Segment Open

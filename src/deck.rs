// ABOUTME: Deck assembly for the lecture-deck application
// ABOUTME: Runs the startup pipeline from loaded sections to paginated slides and initial state

use crate::content::{ContentRegistry, Section};
use crate::errors::Result;
use crate::markdown;
use crate::navigation::NavigationState;
use crate::paginate::PaginationConfig;
use log::{info, warn};
use std::path::Path;

/// Configuration for building a deck
#[derive(Debug, Clone)]
pub struct DeckConfig {
    pub title: String,
    pub start_section: Option<String>,
    pub pagination: PaginationConfig,
}

impl Default for DeckConfig {
    fn default() -> Self {
        Self {
            title: crate::config::DEFAULT_TITLE.to_string(),
            start_section: None,
            pagination: PaginationConfig::default(),
        }
    }
}

/// A fully paginated presentation.
#[derive(Debug, Clone)]
pub struct Deck {
    pub title: String,
    pub registry: ContentRegistry,
    initial_section: Option<String>,
}

impl Deck {
    /// Load a deck from a directory of Markdown sections.
    pub fn load(content_dir: &Path, config: &DeckConfig) -> Result<Self> {
        let sections = markdown::load_sections(content_dir)?;
        Self::from_sections(sections, config)
    }

    /// Register sections, clean heading numbering and paginate everything.
    pub fn from_sections(sections: Vec<Section>, config: &DeckConfig) -> Result<Self> {
        let mut registry = ContentRegistry::new();
        for section in sections {
            registry.register(section)?;
        }

        registry.clean_outline_prefixes();
        registry.paginate_all(&config.pagination);

        if let Some(start) = config.start_section.as_deref() {
            if registry.get(start).is_none() {
                warn!(
                    "Start section {:?} not found, using the first section with slides",
                    start
                );
            }
        }

        let initial_section = registry
            .initial_section(config.start_section.as_deref())
            .map(str::to_string);

        let slide_total: usize = registry.sections().iter().map(Section::slide_count).sum();
        info!(
            "Built deck with {} sections and {} slides",
            registry.len(),
            slide_total
        );

        Ok(Self {
            title: config.title.clone(),
            registry,
            initial_section,
        })
    }

    pub fn initial_section(&self) -> Option<&str> {
        self.initial_section.as_deref()
    }

    /// Navigation state positioned on the initial section.
    pub fn navigation(&self) -> NavigationState {
        let mut state = NavigationState::new(&self.registry);
        if let Some(id) = &self.initial_section {
            state.activate_section(id);
        }
        state
    }
}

Segment Closed

### Task details:
Retype the listing above exactly as it appears.

### Reply:
filename src/deck.rs
// ABOUTME: Deck assembly for the lecture-deck application
// ABOUTME: Runs the startup pipeline from loaded sections to paginated slides and initial state

use crate::content::{ContentRegistry, Section};
use crate::errors::Result;
use crate::markdown;
use crate::navigation::NavigationState;
use crate::paginate::PaginationConfig;
use log::{info, warn};
use std::path::Path;

/// Configuration for building a deck
#[derive(Debug, Clone)]
pub struct DeckConfig {
    pub title: String,
    pub start_section: Option<String>,
    pub pagination: PaginationConfig,
}

impl Default for DeckConfig {
    fn default() -> Self {
        Self {
            title: crate::config::DEFAULT_TITLE.to_string(),
            start_section: None,
            pagination: PaginationConfig::default(),
        }
    }
}

/// A fully paginated presentation.
#[derive(Debug, Clone)]
pub struct Deck {
    pub title: String,
    pub registry: ContentRegistry,
    initial_section: Option<String>,
}

impl Deck {
    /// Load a deck from a directory of Markdown sections.
    pub fn load(content_dir: &Path, config: &DeckConfig) -> Result<Self> {
        let sections = markdown::load_sections(content_dir)?;
        Self::from_sections(sections, config)
    }

    /// Register sections, clean heading numbering and paginate everything.
    pub fn from_sections(sections: Vec<Section>, config: &DeckConfig) -> Result<Self> {
        let mut registry = ContentRegistry::new();
        for section in sections {
            registry.register(section)?;
        }

        registry.clean_outline_prefixes();
        registry.paginate_all(&config.pagination);

        if let Some(start) = config.start_section.as_deref() {
            if registry.get(start).is_none() {
                warn!(
                    "Start section {:?} not found, using the first section with slides",
                    start
                );
            }
        }

        let initial_section = registry
            .initial_section(config.start_section.as_deref())
            .map(str::to_string);

        let slide_total: usize = registry.sections().iter().map(Section::slide_count).sum();
        info!(
            "Built deck with {} sections and {} slides",
            registry.len(),
            slide_total
        );

        Ok(Self {
            title: config.title.clone(),
            registry,
            initial_section,
        })
    }

    pub fn initial_section(&self) -> Option<&str> {
        self.initial_section.as_deref()
    }

    /// Navigation state positioned on the initial section.
    pub fn navigation(&self) -> NavigationState {
        let mut state = NavigationState::new(&self.registry);
        if let Some(id) = &self.initial_section {
            state.activate_section(id);
        }
        state
    }
}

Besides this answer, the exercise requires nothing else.